**WORK ITEM**
Report all lines below with the word "seam".

[Records from a data source]
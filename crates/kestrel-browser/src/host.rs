//! The seam between a tab and its script engine.
//!
//! [§ 8.1.6 JavaScript execution context](https://html.spec.whatwg.org/multipage/webappapis.html)
//!
//! The engine itself is an external collaborator behind [`ScriptEngine`].
//! Everything it may do to the page goes through [`ScriptHost`], which the
//! tab implements. Node handles passed across the seam are plain
//! [`NodeId`]s; a handle whose node was removed fails with
//! [`HostError::StaleNode`] instead of reaching a reused slot.

use std::time::Duration;

use kestrel_css::Selector;
use kestrel_dom::{Fragment, NodeId, PropertyMap};
use url::Url;

use crate::error::{HostError, ScriptError};

/// Identifies a callback registered with `setTimeout`. Chosen by the engine.
pub type CallbackId = u64;

/// [UI Events](https://www.w3.org/TR/uievents/) dispatched to script.
#[derive(Debug, Clone, Copy, PartialEq, Eq, Hash)]
pub enum DomEvent {
    /// `click`
    Click,
    /// `keydown`
    KeyDown,
    /// `submit`
    Submit,
}

impl DomEvent {
    /// The event type string.
    #[must_use]
    pub const fn as_str(self) -> &'static str {
        match self {
            Self::Click => "click",
            Self::KeyDown => "keydown",
            Self::Submit => "submit",
        }
    }
}

/// The page operations available to script.
pub trait ScriptHost {
    /// [§ 4.2.6 Mixin ParentNode](https://dom.spec.whatwg.org/#dom-parentnode-queryselectorall)
    ///
    /// Every element matching `selector`, in tree order.
    fn query_selector_all(&self, selector: &Selector) -> Vec<NodeId>;

    /// [§ 4.9 getAttribute](https://dom.spec.whatwg.org/#dom-element-getattribute)
    ///
    /// # Errors
    ///
    /// [`HostError::StaleNode`] or [`HostError::NotAnElement`] for a bad
    /// handle.
    fn get_attribute(&self, node: NodeId, name: &str) -> Result<Option<String>, HostError>;

    /// [§ 4.9 setAttribute](https://dom.spec.whatwg.org/#dom-element-setattribute)
    ///
    /// # Errors
    ///
    /// [`HostError::StaleNode`] or [`HostError::NotAnElement`] for a bad
    /// handle.
    fn set_attribute(&mut self, node: NodeId, name: &str, value: &str) -> Result<(), HostError>;

    /// The `innerHTML` setter: replace the element's children with freshly
    /// parsed content. The old children are released, so handles to them go
    /// stale.
    ///
    /// # Errors
    ///
    /// [`HostError::StaleNode`] or [`HostError::NotAnElement`] for a bad
    /// handle.
    fn set_inner_content(&mut self, node: NodeId, content: &[Fragment]) -> Result<(), HostError>;

    /// Replace the element's inline style declarations (the `style`
    /// attribute).
    ///
    /// # Errors
    ///
    /// [`HostError::StaleNode`] or [`HostError::NotAnElement`] for a bad
    /// handle.
    fn set_inline_style(&mut self, node: NodeId, declarations: PropertyMap) -> Result<(), HostError>;

    /// [§ 8.6 Timers](https://html.spec.whatwg.org/multipage/timers-and-user-prompts.html#timers)
    ///
    /// Run `callback` on the tab's thread after `delay`.
    fn set_timeout(&mut self, callback: CallbackId, delay: Duration);

    /// [§ 8.10 Animation frames](https://html.spec.whatwg.org/multipage/imagebitmap-and-animations.html#animation-frames)
    ///
    /// Ask for [`ScriptEngine::run_animation_frame`] on the next frame.
    fn request_animation_frame(&mut self);

    /// Check an `XMLHttpRequest` target before the embedder fetches it.
    /// Returns the URL resolved against the document.
    ///
    /// # Errors
    ///
    /// [`HostError::BlockedByCsp`] when the document's policy forbids the
    /// origin, [`HostError::CrossOrigin`] when it differs from the
    /// document's.
    fn check_request(&self, href: &str) -> Result<Url, HostError>;

    /// `console.log`
    fn log(&self, message: &str);
}

/// A script engine driving one document.
///
/// Owned by the tab and moved onto its thread, hence `Send`.
pub trait ScriptEngine: Send {
    /// Evaluate a script.
    ///
    /// # Errors
    ///
    /// Returns [`ScriptError`] if the script fails to compile or throws.
    fn run(&mut self, url: &str, source: &str, host: &mut dyn ScriptHost) -> Result<(), ScriptError>;

    /// Dispatch an event to listeners on `target` and its ancestors.
    ///
    /// Returns `false` if a listener called `preventDefault()`.
    fn dispatch_event(&mut self, event: DomEvent, target: NodeId, host: &mut dyn ScriptHost) -> bool;

    /// Run the callbacks registered with `requestAnimationFrame`.
    fn run_animation_frame(&mut self, host: &mut dyn ScriptHost);

    /// Run a `setTimeout` callback that has come due.
    fn dispatch_timeout(&mut self, callback: CallbackId, host: &mut dyn ScriptHost);
}
impl DomTree {
    /// Create a tree holding just an empty `<html>` root element.
    #[must_use]
    pub fn new() -> Self {
        Self::with_root(ElementData::new("html"))
    }

    /// Create a tree whose root element carries `data`.
    #[must_use]
    pub fn with_root(data: ElementData) -> Self {
        let root = Node {
            data: NodeData::Element(data),
            parent: None,
            children: Vec::new(),
        };
        Self {
            slots: vec![Slot {
                generation: 0,
                node: Some(root),
            }],
            free: Vec::new(),
        }
    }

    /// Build a tree from a parsed fragment. A text fragment is wrapped in an
    /// `<html>` root.
    #[must_use]
    pub fn from_fragment(fragment: &Fragment) -> Self {
        match fragment {
            Fragment::Text(_) => {
                let mut tree = Self::new();
                let child = tree.instantiate(fragment);
                tree.append_child(NodeId::ROOT, child);
                tree
            }
            Fragment::Element {
                tag,
                attributes,
                style,
                children,
            } => {
                let mut data = ElementData::new(tag);
                data.attrs.clone_from(attributes);
                data.inline_style.clone_from(style);
                let mut tree = Self::with_root(data);
                for child in children {
                    let id = tree.instantiate(child);
                    tree.append_child(NodeId::ROOT, id);
                }
                tree
            }
        }
    }

    /// Get the root element ID.
    #[must_use]
    pub const fn root(&self) -> NodeId {
        NodeId::ROOT
    }

    /// Whether `id` still refers to a live node.
    #[must_use]
    pub fn contains(&self, id: NodeId) -> bool {
        self.get(id).is_some()
    }

    /// Get a node by its ID. Stale handles resolve to `None`.
    #[must_use]
    pub fn get(&self, id: NodeId) -> Option<&Node> {
        self.slots
            .get(id.index())
            .filter(|slot| slot.generation == id.generation)
            .and_then(|slot| slot.node.as_ref())
    }

    /// Get a mutable reference to a node by its ID.
    pub fn get_mut(&mut self, id: NodeId) -> Option<&mut Node> {
        self.slots
            .get_mut(id.index())
            .filter(|slot| slot.generation == id.generation)
            .and_then(|slot| slot.node.as_mut())
    }

    /// Number of live nodes.
    #[must_use]
    pub fn len(&self) -> usize {
        self.slots.len() - self.free.len()
    }

    /// A tree always has its root, so this is never true.
    #[must_use]
    pub fn is_empty(&self) -> bool {
        self.len() == 0
    }

    /// Allocate a new detached node and return its ID.
    pub fn alloc(&mut self, data: NodeData) -> NodeId {
        let node = Node {
            data,
            parent: None,
            children: Vec::new(),
        };
        if let Some(index) = self.free.pop() {
            #[allow(clippy::cast_possible_truncation)]
            let slot = &mut self.slots[index as usize];
            slot.node = Some(node);
            return NodeId {
                index,
                generation: slot.generation,
            };
        }
        let index = u32::try_from(self.slots.len()).unwrap_or(u32::MAX);
        self.slots.push(Slot {
            generation: 0,
            node: Some(node),
        });
        NodeId {
            index,
            generation: 0,
        }
    }

    /// Allocate the nodes of a fragment as a detached subtree.
    pub fn instantiate(&mut self, fragment: &Fragment) -> NodeId {
        match fragment {
            Fragment::Text(text) => self.alloc(NodeData::Text(text.clone())),
            Fragment::Element {
                tag,
                attributes,
                style,
                children,
            } => {
                let mut data = ElementData::new(tag);
                data.attrs.clone_from(attributes);
                data.inline_style.clone_from(style);
                let id = self.alloc(NodeData::Element(data));
                for child in children {
                    let child_id = self.instantiate(child);
                    self.append_child(id, child_id);
                }
                id
            }
        }
    }

    /// [§ 4.2.2 Append](https://dom.spec.whatwg.org/#concept-node-append)
    ///
    /// Appends `child` as the last child of `parent`, detaching it from any
    /// previous parent first. Stale handles are ignored.
    pub fn append_child(&mut self, parent: NodeId, child: NodeId) {
        if parent == child || !self.contains(parent) || !self.contains(child) {
            return;
        }
        if self.is_inclusive_ancestor(child, parent) {
            // Appending an ancestor under its own descendant would form a cycle.
            return;
        }
        self.detach(child);
        if let Some(node) = self.get_mut(parent) {
            node.children.push(child);
        }
        if let Some(node) = self.get_mut(child) {
            node.parent = Some(parent);
        }
    }

    /// [§ 4.2.3 Remove](https://dom.spec.whatwg.org/#concept-node-remove)
    ///
    /// Detach `child` from `parent` without freeing it.
    pub fn remove_child(&mut self, parent: NodeId, child: NodeId) {
        if self.parent(child) == Some(parent) {
            self.detach(child);
        }
    }

    fn detach(&mut self, child: NodeId) {
        let Some(parent) = self.parent(child) else {
            return;
        };
        if let Some(node) = self.get_mut(parent) {
            node.children.retain(|&c| c != child);
        }
        if let Some(node) = self.get_mut(child) {
            node.parent = None;
        }
    }

    /// Detach a subtree and free all of its slots. Every handle into the
    /// subtree becomes stale. The root cannot be released.
    pub fn release(&mut self, id: NodeId) {
        if id == NodeId::ROOT || !self.contains(id) {
            return;
        }
        self.detach(id);
        let doomed: Vec<NodeId> = self.descendants(id).collect();
        for node_id in doomed {
            let slot = &mut self.slots[node_id.index()];
            slot.node = None;
            slot.generation = slot.generation.wrapping_add(1);
            self.free.push(node_id.index);
        }
    }

    /// Replace all children of `parent` with `new_children`, releasing the
    /// old subtrees.
    pub fn replace_children(&mut self, parent: NodeId, new_children: &[NodeId]) {
        let old: Vec<NodeId> = self.children(parent).to_vec();
        for child in old {
            self.release(child);
        }
        for &child in new_children {
            self.append_child(parent, child);
        }
    }

    /// Get the parent of a node.
    #[must_use]
    pub fn parent(&self, id: NodeId) -> Option<NodeId> {
        self.get(id).and_then(|n| n.parent)
    }

    /// Get all children of a node.
    #[must_use]
    pub fn children(&self, id: NodeId) -> &[NodeId] {
        self.get(id).map_or(&[], |n| n.children.as_slice())
    }

    /// The sibling immediately before `id` in its parent's child list.
    #[must_use]
    pub fn prev_sibling(&self, id: NodeId) -> Option<NodeId> {
        let siblings = self.children(self.parent(id)?);
        let position = siblings.iter().position(|&c| c == id)?;
        position.checked_sub(1).map(|p| siblings[p])
    }

    /// Whether `ancestor` is `id` or one of its ancestors.
    #[must_use]
    pub fn is_inclusive_ancestor(&self, ancestor: NodeId, id: NodeId) -> bool {
        id == ancestor || self.ancestors(id).any(|a| a == ancestor)
    }

    /// Iterate over all ancestors of a node, from parent to root.
    #[must_use]
    pub fn ancestors(&self, id: NodeId) -> AncestorIterator<'_> {
        AncestorIterator {
            tree: self,
            current: self.parent(id),
        }
    }

    /// Iterate over `id` and its descendants in tree order (preorder).
    #[must_use]
    pub fn descendants(&self, id: NodeId) -> Descendants<'_> {
        let stack = if self.contains(id) { vec![id] } else { Vec::new() };
        Descendants { tree: self, stack }
    }

    /// Every node reachable from the root, in tree order.
    #[must_use]
    pub fn iter_all(&self) -> Descendants<'_> {
        self.descendants(NodeId::ROOT)
    }

    /// Get element data if this node is an element.
    #[must_use]
    pub fn as_element(&self, id: NodeId) -> Option<&ElementData> {
        self.get(id).and_then(|n| match &n.data {
            NodeData::Element(data) => Some(data),
            NodeData::Text(_) => None,
        })
    }

    /// Get mutable element data if this node is an element.
    pub fn as_element_mut(&mut self, id: NodeId) -> Option<&mut ElementData> {
        self.get_mut(id).and_then(|n| match &mut n.data {
            NodeData::Element(data) => Some(data),
            NodeData::Text(_) => None,
        })
    }

    /// Get text content if this node is a text node.
    #[must_use]
    pub fn as_text(&self, id: NodeId) -> Option<&str> {
        self.get(id).and_then(|n| match &n.data {
            NodeData::Text(s) => Some(s.as_str()),
            NodeData::Element(_) => None,
        })
    }

    /// Tag name of an element node.
    #[must_use]
    pub fn tag_name(&self, id: NodeId) -> Option<&str> {
        self.as_element(id).map(|e| e.tag_name.as_str())
    }

    /// Text of the first text child, used for button labels.
    #[must_use]
    pub fn first_text_child(&self, id: NodeId) -> Option<&str> {
        self.children(id).iter().find_map(|&c| self.as_text(c))
    }

    /// Check the structural invariant: every child's parent link points back
    /// at the node whose list contains it, and no node is reachable twice.
    #[must_use]
    pub fn is_consistent(&self) -> bool {
        let mut seen = std::collections::HashSet::new();
        for id in self.iter_all() {
            if !seen.insert(id) {
                return false;
            }
            if self
                .children(id)
                .iter()
                .any(|&child| self.parent(child) != Some(id))
            {
                return false;
            }
        }
        true
    }
}

impl Default for DomTree {
    fn default() -> Self {
        Self::new()
    }
}

/// Iterator over ancestors of a node.
#[derive(Debug)]
pub struct AncestorIterator<'a> {
    tree: &'a DomTree,
    current: Option<NodeId>,
}

impl Iterator for AncestorIterator<'_> {
    type Item = NodeId;

    fn next(&mut self) -> Option<Self::Item> {
        let id = self.current?;
        self.current = self.tree.parent(id);
        Some(id)
    }
}

/// Preorder iterator over a subtree.
#[derive(Debug)]
pub struct Descendants<'a> {
    tree: &'a DomTree,
    stack: Vec<NodeId>,
}

impl Iterator for Descendants<'_> {
    type Item = NodeId;

    fn next(&mut self) -> Option<Self::Item> {
        let id = self.stack.pop()?;
        self.stack
            .extend(self.tree.children(id).iter().rev().copied());
        Some(id)
    }
}
//! Running byte totals for one batch.

use serde::Serialize;

/// Accumulator owned by the batch sequencer and folded into once per file.
#[derive(Debug, Clone, Copy, Default, PartialEq, Eq, Serialize)]
pub struct BatchTotals {
    /// Source bytes considered (see `Accounting` for what gets added)
    pub source_bytes: u64,
    /// Bytes of outputs that were kept
    pub dest_bytes: u64,
    /// Bytes of reference files the outputs were compared against
    pub reference_bytes: u64,
    /// Outputs found larger than their source or reference
    pub oversized_count: usize,
    /// Files whose outcome was evaluated
    pub files_processed: usize,
}

impl BatchTotals {
    pub fn new() -> Self {
        Self::default()
    }

    pub fn add_source(&mut self, bytes: u64) {
        self.source_bytes = self.source_bytes.saturating_add(bytes);
    }

    pub fn add_kept(&mut self, bytes: u64) {
        self.dest_bytes = self.dest_bytes.saturating_add(bytes);
    }

    /// Takes back bytes previously counted as kept, when that output is deleted later.
    pub fn remove_kept(&mut self, bytes: u64) {
        self.dest_bytes = self.dest_bytes.saturating_sub(bytes);
    }

    pub fn add_reference(&mut self, bytes: u64) {
        self.reference_bytes = self.reference_bytes.saturating_add(bytes);
    }

    pub fn record_oversized(&mut self) {
        self.oversized_count += 1;
    }

    pub fn record_processed(&mut self) {
        self.files_processed += 1;
    }
}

**OUTPUT FOR THIS EXERCISE**
//! The seam between a tab and its script engine.
//! tab implements. Node handles passed across the seam are plain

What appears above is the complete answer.